WHAT IS NEEDED: The whole listing is to be retyped exactly as it appears.
═══ INPUT
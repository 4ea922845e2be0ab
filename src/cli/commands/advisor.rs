use tokio::runtime::Builder;

use crate::advisor::{AdvisorOutcome, FALLBACK_MESSAGE};
use crate::cli::core::CommandResult;
use crate::cli::io;
use crate::cli::output::section;
use crate::cli::registry::{CommandEntry, CommandGroup};
use crate::cli::shell_context::ShellContext;

pub(crate) fn definitions() -> Vec<CommandEntry> {
    vec![CommandEntry::new(
        CommandGroup::Advisor,
        "analyze",
        "Ask the AI advisor for tips on recent activity",
        "analyze",
        cmd_analyze,
    )]
}

fn cmd_analyze(context: &mut ShellContext, _args: &[&str]) -> CommandResult {
    if !context.advisor.is_configured() {
        io::print_hint(format!(
            "Set the `{}` environment variable to enable AI insights.",
            context.config.api_key_env
        ));
    }

    let runtime = Builder::new_current_thread().enable_all().build()?;
    let outcome = runtime.block_on(
        context
            .advisor
            .analyze(&context.data.transactions, &context.data.debts),
    );

    match outcome {
        AdvisorOutcome::Busy => io::print_warning("An analysis is already running."),
        AdvisorOutcome::Ready(text) => {
            section("AI Insights");
            if text == FALLBACK_MESSAGE {
                io::print_warning(text);
            } else {
                io::print_info(text);
            }
        }
    }
    Ok(())
}
pub mod debt_service;
pub mod summary_service;
pub mod transaction_service;

pub use debt_service::DebtService;
pub use summary_service::{DashboardSummary, SummaryService};
pub use transaction_service::TransactionService;

use crate::errors::FinTrackError;

pub type ServiceResult<T> = Result<T, FinTrackError>;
══════
COMPLETED EXERCISE:
repository 4ea922845e2be0ab
filename src/cli/commands/advisor.rs
use tokio::runtime::Builder;

use crate::advisor::{AdvisorOutcome, FALLBACK_MESSAGE};
use crate::cli::core::CommandResult;
use crate::cli::io;
use crate::cli::output::section;
use crate::cli::registry::{CommandEntry, CommandGroup};
use crate::cli::shell_context::ShellContext;

pub(crate) fn definitions() -> Vec<CommandEntry> {
    vec![CommandEntry::new(
        CommandGroup::Advisor,
        "analyze",
        "Ask the AI advisor for tips on recent activity",
        "analyze",
        cmd_analyze,
    )]
}

fn cmd_analyze(context: &mut ShellContext, _args: &[&str]) -> CommandResult {
    if !context.advisor.is_configured() {
        io::print_hint(format!(
            "Set the `{}` environment variable to enable AI insights.",
            context.config.api_key_env
        ));
    }

    let runtime = Builder::new_current_thread().enable_all().build()?;
    let outcome = runtime.block_on(
        context
            .advisor
            .analyze(&context.data.transactions, &context.data.debts),
    );

    match outcome {
        AdvisorOutcome::Busy => io::print_warning("An analysis is already running."),
        AdvisorOutcome::Ready(text) => {
            section("AI Insights");
            if text == FALLBACK_MESSAGE {
                io::print_warning(text);
            } else {
                io::print_info(text);
            }
        }
    }
    Ok(())
}
pub mod debt_service;
pub mod summary_service;
pub mod transaction_service;

pub use debt_service::DebtService;
pub use summary_service::{DashboardSummary, SummaryService};
pub use transaction_service::TransactionService;

use crate::errors::FinTrackError;

pub type ServiceResult<T> = Result<T, FinTrackError>;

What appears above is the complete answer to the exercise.